The same mechanism applies to type errors inside the SQL itself: mismatched types in a comparison, an argument bound to the wrong placeholder, or a nullable column used where a non-null value is required all produce labelled compile errors that point you straight to the problem.

How it differs from sqlx::query! in practice

With sqlx::query! the schema truth lives in the running database. The macro connects, asks the database to describe the query, and records the answers. That's powerful (it handles every database feature automatically), but it means your build is always one step behind: you change the schema, run a migration, run cargo sqlx prepare, commit sqlx-data.json, and only then do other developers get accurate type information.

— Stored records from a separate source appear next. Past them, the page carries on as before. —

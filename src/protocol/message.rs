//! DAP message envelopes.
//!
//! Only the envelope is modelled; `arguments` and `body` stay as raw JSON so
//! that captured requests can be replayed to the backend unchanged.

use serde::{Deserialize, Serialize};
use serde_json::Value;

/// A single DAP message, discriminated by its `type` field.
#[derive(Debug, Clone, PartialEq, Serialize, Deserialize)]
#[serde(tag = "type", rename_all = "lowercase")]
pub enum ProtocolMessage {
    Request(Request),
    Response(Response),
    Event(Event),
}

impl ProtocolMessage {
    pub fn seq(&self) -> i64 {
        match self {
            ProtocolMessage::Request(r) => r.seq,
            ProtocolMessage::Response(r) => r.seq,
            ProtocolMessage::Event(e) => e.seq,
        }
    }

    pub(crate) fn set_seq(&mut self, seq: i64) {
        match self {
            ProtocolMessage::Request(r) => r.seq = seq,
            ProtocolMessage::Response(r) => r.seq = seq,
            ProtocolMessage::Event(e) => e.seq = seq,
        }
    }

    /// Name under which the dispatcher publishes this message.
    ///
    /// `request_<command>`, `response_<command>` or `event_<event>`, e.g.
    /// `request_launch`, `response_disconnect`, `event_terminated`.
    pub fn event_name(&self) -> String {
        match self {
            ProtocolMessage::Request(r) => format!("request_{}", r.command),
            ProtocolMessage::Response(r) => format!("response_{}", r.command),
            ProtocolMessage::Event(e) => format!("event_{}", e.event),
        }
    }

    pub fn into_request(self) -> Option<Request> {
        match self {
            ProtocolMessage::Request(r) => Some(r),
            _ => None,
        }
    }

    pub fn into_event(self) -> Option<Event> {
        match self {
            ProtocolMessage::Event(e) => Some(e),
            _ => None,
        }
    }
}

impl From<Request> for ProtocolMessage {
    fn from(request: Request) -> Self {
        ProtocolMessage::Request(request)
    }
}

impl From<Response> for ProtocolMessage {
    fn from(response: Response) -> Self {
        ProtocolMessage::Response(response)
    }
}

impl From<Event> for ProtocolMessage {
    fn from(event: Event) -> Self {
        ProtocolMessage::Event(event)
    }
}

/// Request sent by the client.
#[derive(Debug, Clone, PartialEq, Serialize, Deserialize)]
pub struct Request {
    pub seq: i64,
    pub command: String,
    #[serde(default, skip_serializing_if = "Option::is_none")]
    pub arguments: Option<Value>,
}

impl Request {
    pub fn new(seq: i64, command: impl Into<String>) -> Self {
        Self {
            seq,
            command: command.into(),
            arguments: None,
        }
    }

    pub fn with_arguments(mut self, arguments: Value) -> Self {
        self.arguments = Some(arguments);
        self
    }

    /// Look up a top-level argument.
    pub fn argument(&self, key: &str) -> Option<&Value> {
        self.arguments.as_ref()?.get(key)
    }

    /// `disconnect` requests carry `restart: true` when the client restarts.
    pub fn requests_restart(&self) -> bool {
        self.argument("restart")
            .and_then(Value::as_bool)
            .unwrap_or(false)
    }
}

/// Response to a request.
#[derive(Debug, Clone, PartialEq, Serialize, Deserialize)]
pub struct Response {
    pub seq: i64,
    pub request_seq: i64,
    pub command: String,
    pub success: bool,
    #[serde(default, skip_serializing_if = "Option::is_none")]
    pub message: Option<String>,
    #[serde(default, skip_serializing_if = "Option::is_none")]
    pub body: Option<Value>,
}

impl Response {
    /// Successful, empty-bodied response correlated to `request`.
    pub fn success_for(request: &Request) -> Self {
        Self {
            seq: 0,
            request_seq: request.seq,
            command: request.command.clone(),
            success: true,
            message: None,
            body: None,
        }
    }

    /// Failed response correlated to `request`.
    pub fn error_for(request: &Request, message: impl Into<String>) -> Self {
        Self {
            seq: 0,
            request_seq: request.seq,
            command: request.command.clone(),
            success: false,
            message: Some(message.into()),
            body: None,
        }
    }

    pub fn with_body(mut self, body: Value) -> Self {
        self.body = Some(body);
        self
    }
}

/// Event emitted by the adapter.
#[derive(Debug, Clone, PartialEq, Serialize, Deserialize)]
pub struct Event {
    pub seq: i64,
    pub event: String,
    #[serde(default, skip_serializing_if = "Option::is_none")]
    pub body: Option<Value>,
}

impl Event {
    pub fn new(event: impl Into<String>) -> Self {
        Self {
            seq: 0,
            event: event.into(),
            body: None,
        }
    }

    pub fn terminated() -> Self {
        Self::new("terminated")
    }

    /// `output` event shown to the user in the debug console.
    pub fn output(category: &str, text: impl Into<String>) -> Self {
        Self {
            seq: 0,
            event: "output".to_string(),
            body: Some(serde_json::json!({"category": category, "output": text.into()})),
        }
    }

    /// `systemProcessId` of a `process` event.
    pub fn system_process_id(&self) -> Option<u32> {
        self.body
            .as_ref()?
            .get("systemProcessId")?
            .as_u64()
            .and_then(|pid| u32::try_from(pid).ok())
    }
}
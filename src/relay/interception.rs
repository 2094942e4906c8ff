//! Fire-once interception of the messages that drive the session lifecycle.
//!
//! Subscriptions are armed when the controller is built so that no message
//! can slip past before the forwarders run. Each forwarder waits for its one
//! message, resolves the matching [`Deferred`] itself (so waiters never depend
//! on the actor being free), then tells the actor.

use log::debug;
use tokio::sync::{mpsc, oneshot};
use tokio::task::JoinHandle;

use super::Deferred;
use super::controller::ControlEvent;
use crate::protocol::{MessageDispatcher, ProtocolMessage, Request};

/// A lifecycle-relevant message seen on the wire.
#[derive(Debug, Clone)]
pub(crate) enum Intercepted {
    Initialize(Request),
    Launch(Request),
    Attach(Request),
    Disconnect(Request),
    Terminated,
    DisconnectResponse,
}

/// First-seen requests that the relay replays to the backend.
#[derive(Clone, Default)]
pub(crate) struct CapturedRequests {
    pub(crate) initialize: Deferred<Request>,
    pub(crate) launch: Deferred<Request>,
    pub(crate) attach: Deferred<Request>,
}

/// Subscriptions armed but not yet forwarded.
pub(crate) struct ArmedInterceptions {
    initialize: oneshot::Receiver<ProtocolMessage>,
    launch: oneshot::Receiver<ProtocolMessage>,
    attach: oneshot::Receiver<ProtocolMessage>,
    disconnect: oneshot::Receiver<ProtocolMessage>,
    terminated: oneshot::Receiver<ProtocolMessage>,
    disconnect_response: oneshot::Receiver<ProtocolMessage>,
}

impl ArmedInterceptions {
    pub(crate) fn arm(inbound: &MessageDispatcher, outbound: &MessageDispatcher) -> Self {
        Self {
            initialize: inbound.once("request_initialize"),
            launch: inbound.once("request_launch"),
            attach: inbound.once("request_attach"),
            disconnect: inbound.once("request_disconnect"),
            terminated: outbound.once("event_terminated"),
            disconnect_response: outbound.once("response_disconnect"),
        }
    }

    /// Spawn one forwarder per subscription.
    pub(crate) fn forward(
        self,
        captured: &CapturedRequests,
        events: &mpsc::UnboundedSender<ControlEvent>,
    ) -> Vec<JoinHandle<()>> {
        vec![
            forward_request(
                self.initialize,
                Some(captured.initialize.clone()),
                Intercepted::Initialize,
                events.clone(),
            ),
            forward_request(
                self.launch,
                Some(captured.launch.clone()),
                Intercepted::Launch,
                events.clone(),
            ),
            forward_request(
                self.attach,
                Some(captured.attach.clone()),
                Intercepted::Attach,
                events.clone(),
            ),
            forward_request(self.disconnect, None, Intercepted::Disconnect, events.clone()),
            forward_signal(self.terminated, Intercepted::Terminated, events.clone()),
            forward_signal(
                self.disconnect_response,
                Intercepted::DisconnectResponse,
                events.clone(),
            ),
        ]
    }
}

fn forward_request(
    rx: oneshot::Receiver<ProtocolMessage>,
    deferred: Option<Deferred<Request>>,
    wrap: fn(Request) -> Intercepted,
    events: mpsc::UnboundedSender<ControlEvent>,
) -> JoinHandle<()> {
    tokio::spawn(async move {
        // Closed when the dispatcher is disposed first
        let Ok(message) = rx.await else { return };
        let Some(request) = message.into_request() else {
            return;
        };
        debug!(
            target: "debug_relay::relay",
            "Intercepted '{}' request #{}",
            request.command,
            request.seq
        );
        if let Some(deferred) = deferred {
            deferred.resolve(request.clone());
        }
        let _ = events.send(ControlEvent::Intercepted(wrap(request)));
    })
}

fn forward_signal(
    rx: oneshot::Receiver<ProtocolMessage>,
    intercepted: Intercepted,
    events: mpsc::UnboundedSender<ControlEvent>,
) -> JoinHandle<()> {
    tokio::spawn(async move {
        let Ok(message) = rx.await else { return };
        debug!(
            target: "debug_relay::relay",
            "Intercepted {}",
            message.event_name()
        );
        let _ = events.send(ControlEvent::Intercepted(intercepted));
    })
}

#[cfg(test)]
mod tests {
    use super::*;
    use crate::protocol::{Event, Response};

    #[tokio::test]
    async fn forwarders_resolve_captures_and_notify_actor() {
        let inbound = MessageDispatcher::new("client");
        let outbound = MessageDispatcher::new("backend");
        let captured = CapturedRequests::default();
        let (tx, mut rx) = mpsc::unbounded_channel();

        let _tasks = ArmedInterceptions::arm(&inbound, &outbound).forward(&captured, &tx);

        inbound.dispatch(Request::new(1, "initialize").into());
        inbound.dispatch(Request::new(2, "launch").into());
        outbound.dispatch(Event::terminated().into());
        outbound.dispatch(Response::success_for(&Request::new(3, "disconnect")).into());

        let mut seen = Vec::new();
        for _ in 0..4 {
            match rx.recv().await {
                Some(ControlEvent::Intercepted(i)) => seen.push(format!("{:?}", i)),
                _ => panic!("expected an intercepted message"),
            }
        }

        assert_eq!(captured.initialize.get().map(|r| r.seq), Some(1));
        assert_eq!(captured.launch.get().map(|r| r.seq), Some(2));
        assert!(!captured.attach.is_resolved());
        assert!(seen.iter().any(|s| s.starts_with("Terminated")));
        assert!(seen.iter().any(|s| s.starts_with("DisconnectResponse")));
    }

    #[tokio::test]
    async fn each_interception_fires_once() {
        let inbound = MessageDispatcher::new("client");
        let outbound = MessageDispatcher::new("backend");
        let captured = CapturedRequests::default();
        let (tx, mut rx) = mpsc::unbounded_channel();
        let _tasks = ArmedInterceptions::arm(&inbound, &outbound).forward(&captured, &tx);

        inbound.dispatch(Request::new(1, "initialize").into());
        inbound.dispatch(Request::new(9, "initialize").into());

        assert!(matches!(
            rx.recv().await,
            Some(ControlEvent::Intercepted(Intercepted::Initialize(r))) if r.seq == 1
        ));
        let second =
            tokio::time::timeout(std::time::Duration::from_millis(50), rx.recv()).await;
        assert!(second.is_err(), "second initialize must not be intercepted");
        assert_eq!(captured.initialize.get().map(|r| r.seq), Some(1));
    }
}
//! Process-level orchestration of relay epochs.
//!
//! An epoch is the lifetime of one [`RelayController`]: activate it on a
//! pair of client streams, wait for its outcome, then deactivate it. A
//! restart ends the epoch and the next one starts on the same client
//! connection.

use std::net::SocketAddr;
use std::sync::Arc;

use log::{debug, error, info, warn};
use tokio::net::TcpListener;

use crate::backend::ProcessLauncher;
use crate::config::RelayConfig;
use crate::error::RelayResult;
use crate::process::{ProcessTerminator, TreeKiller};
use crate::relay::{RelayController, SessionOutcome};
use crate::session::{DebugSession, SessionHandler};
use crate::transport::{ClientConnection, ClientStreams};

/// Builds a fresh session handler for each epoch.
pub type HandlerFactory = Arc<dyn Fn() -> Arc<dyn SessionHandler> + Send + Sync>;

#[derive(Clone)]
pub struct RelayHost {
    config: RelayConfig,
    handlers: HandlerFactory,
    terminator: Arc<dyn ProcessTerminator>,
}

impl RelayHost {
    /// Host using [`DebugSession`] with the configured [`ProcessLauncher`].
    pub fn new(config: RelayConfig) -> Self {
        let backend = config.backend.clone();
        let handlers: HandlerFactory = Arc::new(move || {
            let launcher = Arc::new(ProcessLauncher::new(backend.clone()));
            Arc::new(DebugSession::new(launcher)) as Arc<dyn SessionHandler>
        });
        Self {
            config,
            handlers,
            terminator: Arc::new(TreeKiller),
        }
    }

    pub fn with_handlers(mut self, handlers: HandlerFactory) -> Self {
        self.handlers = handlers;
        self
    }

    pub fn with_terminator(mut self, terminator: Arc<dyn ProcessTerminator>) -> Self {
        self.terminator = terminator;
        self
    }

    /// Relay stdin/stdout until a session ends without a restart.
    ///
    /// SIGTERM or Ctrl-C shuts the session down.
    pub async fn run_stdio(&self) -> SessionOutcome {
        info!(target: "debug_relay::host", "Relaying over stdio");
        self.run_connection(ClientConnection::stdio(), true).await
    }

    /// Run epochs on `connection` until one ends without a restart.
    pub async fn run_connection(
        &self,
        connection: ClientConnection,
        watch_signals: bool,
    ) -> SessionOutcome {
        let mut epoch = 1u32;
        loop {
            debug!(target: "debug_relay::host", "Starting epoch {}", epoch);
            let outcome = self.run_epoch(connection.streams(), watch_signals).await;
            if outcome != SessionOutcome::Restart {
                return outcome;
            }
            epoch += 1;
            info!(
                target: "debug_relay::host",
                "Client requested a restart, starting a fresh session"
            );
        }
    }

    /// Accept connections on `listener`, one epoch per connection.
    ///
    /// Returns when a termination signal arrives.
    pub async fn serve(&self, listener: TcpListener) -> RelayResult<()> {
        info!(
            target: "debug_relay::host",
            "Listening for debug clients on {}",
            listener.local_addr()?
        );
        loop {
            let (stream, peer) = tokio::select! {
                accepted = listener.accept() => accepted?,
                _ = shutdown_signal() => {
                    info!(target: "debug_relay::host", "Termination requested, no longer accepting");
                    return Ok(());
                }
            };
            let host = self.clone();
            tokio::spawn(async move {
                let outcome = host.serve_connection(stream, peer).await;
                info!(
                    target: "debug_relay::host",
                    "Session from {} ended: {:?}",
                    peer,
                    outcome
                );
            });
        }
    }

    async fn serve_connection(
        &self,
        stream: tokio::net::TcpStream,
        peer: SocketAddr,
    ) -> SessionOutcome {
        info!(target: "debug_relay::host", "Debug client connected from {}", peer);
        if let Err(e) = stream.set_nodelay(true) {
            warn!(target: "debug_relay::host", "Failed to set TCP_NODELAY: {}", e);
        }
        self.run_connection(ClientConnection::from_tcp(stream), false)
            .await
    }

    /// Activate a controller on `client`, await its outcome, deactivate it.
    pub async fn run_epoch(&self, client: ClientStreams, watch_signals: bool) -> SessionOutcome {
        let controller = RelayController::new(
            client,
            (self.handlers)(),
            Arc::clone(&self.terminator),
            self.config.shutdown,
        );
        let handle = controller.start();

        let outcome = if watch_signals {
            tokio::select! {
                outcome = handle.outcome() => outcome,
                _ = shutdown_signal() => {
                    info!(target: "debug_relay::host", "Termination requested");
                    handle.request_shutdown();
                    handle.outcome().await
                }
            }
        } else {
            handle.outcome().await
        };

        if outcome == SessionOutcome::ProtocolError {
            error!(target: "debug_relay::host", "Session ended on a protocol error");
        }
        handle.deactivate().await;
        outcome
    }
}

/// Resolves on SIGTERM (unix) or Ctrl-C.
async fn shutdown_signal() {
    #[cfg(unix)]
    {
        use tokio::signal::unix::{SignalKind, signal};
        match signal(SignalKind::terminate()) {
            Ok(mut sigterm) => {
                tokio::select! {
                    _ = sigterm.recv() => {}
                    _ = tokio::signal::ctrl_c() => {}
                }
            }
            Err(e) => {
                warn!(target: "debug_relay::host", "Cannot watch SIGTERM: {}", e);
                let _ = tokio::signal::ctrl_c().await;
            }
        }
    }
    #[cfg(not(unix))]
    {
        let _ = tokio::signal::ctrl_c().await;
    }
}
//! Shared test helpers for relay integration tests.
//!
//! Note: We use `helpers/mod.rs` instead of `helpers.rs` + `helpers/` because
//! Cargo auto-discovers top-level `.rs` files in `tests/` as integration tests.

pub mod effects;
pub mod fake_backend;
pub mod relay_harness;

With qusql-sqlx-type the schema truth lives in sqlx-type-schema.sql, the same file your application reads to bootstrap the database on first run. There is no side-channel file, no prepare step, and no running database needed. When you add a column, you update the SQL file; cargo check picks up the change instantly on the next invocation.

This also makes the crate pleasant in monorepos where you might not want every crate to have its own database connection string in the environment, and in early-stage projects where the schema is still changing fast.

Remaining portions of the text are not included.